WHAT IS REQUIRED: Retype each line exactly as it stands, beginning at the first line of the material and finishing with the line that contains "pub use file::FileStorage;".

SUPPLIED MATERIAL:
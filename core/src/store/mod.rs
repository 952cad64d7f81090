//! Durable storage: key/value backends and the reading position store.

pub mod backend;
pub mod file;
pub mod position;

pub use backend::{MemoryStorage, StorageBackend};
pub use file::FileStorage;
pub use position::{POSITIONS_KEY, PositionStore, Throttle};

pub type Result<T> = crate::Result<T>;
//! Runtime counters for the reading engine.
//!
//! The cache records lookups and fetch latency, the paginator records how long a layout pass
//! took, and the session publishes how many prefetches are outstanding. Hosts read everything
//! back through [`StatsCollector::snapshot`].

use std::cmp::Ordering;
use std::collections::VecDeque;
use std::time::{Duration, Instant};

use serde::Serialize;

const SAMPLE_CAPACITY: usize = 120;

#[derive(Debug)]
struct SampleWindow {
    samples: VecDeque<f32>,
    capacity: usize,
}

impl SampleWindow {
    fn new(capacity: usize) -> Self {
        Self { samples: VecDeque::with_capacity(capacity), capacity }
    }

    fn push(&mut self, value: f32) {
        if self.samples.len() == self.capacity {
            self.samples.pop_front();
        }
        self.samples.push_back(value);
    }

    fn percentile(&self, percentile: f32) -> f32 {
        if self.samples.is_empty() {
            return 0.0;
        }
        let mut sorted: Vec<f32> = self.samples.iter().copied().collect();
        sorted.sort_by(|a, b| a.partial_cmp(b).unwrap_or(Ordering::Equal));
        let rank = (percentile.clamp(0.0, 1.0) * (sorted.len() - 1) as f32).round() as usize;
        sorted.get(rank).copied().unwrap_or(0.0)
    }
}

#[derive(Debug)]
struct Counters {
    started_at: Instant,
    fetch_ms: SampleWindow,
    pagination_ms: SampleWindow,
    lookups: u64,
    hits: u64,
    fetches: u64,
    fetch_failures: u64,
    cached_chapters: usize,
    prefetch_pending: usize,
}

impl Default for Counters {
    fn default() -> Self {
        Self {
            started_at: Instant::now(),
            fetch_ms: SampleWindow::new(SAMPLE_CAPACITY),
            pagination_ms: SampleWindow::new(SAMPLE_CAPACITY),
            lookups: 0,
            hits: 0,
            fetches: 0,
            fetch_failures: 0,
            cached_chapters: 0,
            prefetch_pending: 0,
        }
    }
}

/// Thread-safe counter collection shared by the engine components.
#[derive(Debug, Default)]
pub struct StatsCollector {
    inner: parking_lot::Mutex<Counters>,
}

impl StatsCollector {
    pub fn new() -> Self {
        Self::default()
    }

    /// Record a cache lookup; `hit` covers both ready content and joining an in-flight fetch.
    pub fn record_lookup(&self, hit: bool) {
        let mut guard = self.inner.lock();
        guard.lookups = guard.lookups.saturating_add(1);
        if hit {
            guard.hits = guard.hits.saturating_add(1);
        }
    }

    /// Record one network fetch and its outcome.
    pub fn record_fetch(&self, duration: Duration, succeeded: bool) {
        let mut guard = self.inner.lock();
        guard.fetches = guard.fetches.saturating_add(1);
        if !succeeded {
            guard.fetch_failures = guard.fetch_failures.saturating_add(1);
        }
        guard.fetch_ms.push(duration.as_secs_f32() * 1_000.0);
    }

    pub fn record_pagination(&self, duration: Duration) {
        self.inner.lock().pagination_ms.push(duration.as_secs_f32() * 1_000.0);
    }

    pub fn update_cached_chapters(&self, count: usize) {
        self.inner.lock().cached_chapters = count;
    }

    pub fn update_prefetch_pending(&self, pending: usize) {
        self.inner.lock().prefetch_pending = pending;
    }

    pub fn snapshot(&self) -> StatsSnapshot {
        let guard = self.inner.lock();
        let hit_ratio =
            if guard.lookups == 0 { 0.0 } else { guard.hits as f32 / guard.lookups as f32 };
        StatsSnapshot {
            uptime_ms: guard.started_at.elapsed().as_millis() as u64,
            lookups: guard.lookups,
            hit_ratio,
            fetches: guard.fetches,
            fetch_failures: guard.fetch_failures,
            fetch_ms_p50: guard.fetch_ms.percentile(0.50),
            fetch_ms_p95: guard.fetch_ms.percentile(0.95),
            pagination_ms_p50: guard.pagination_ms.percentile(0.50),
            pagination_ms_p95: guard.pagination_ms.percentile(0.95),
            cached_chapters: guard.cached_chapters,
            prefetch_pending: guard.prefetch_pending,
        }
    }
}

/// Point-in-time copy of the counters.
#[derive(Debug, Clone, Serialize)]
pub struct StatsSnapshot {
    pub uptime_ms: u64,
    pub lookups: u64,
    pub hit_ratio: f32,
    pub fetches: u64,
    pub fetch_failures: u64,
    pub fetch_ms_p50: f32,
    pub fetch_ms_p95: f32,
    pub pagination_ms_p50: f32,
    pub pagination_ms_p95: f32,
    pub cached_chapters: usize,
    pub prefetch_pending: usize,
}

TASK OUTPUT:
filename core/src/store/mod.rs
repository 952cad64d7f81090
//! Durable storage: key/value backends and the reading position store.

pub mod backend;
pub mod file;
pub mod position;

pub use backend::{MemoryStorage, StorageBackend};
pub use file::FileStorage;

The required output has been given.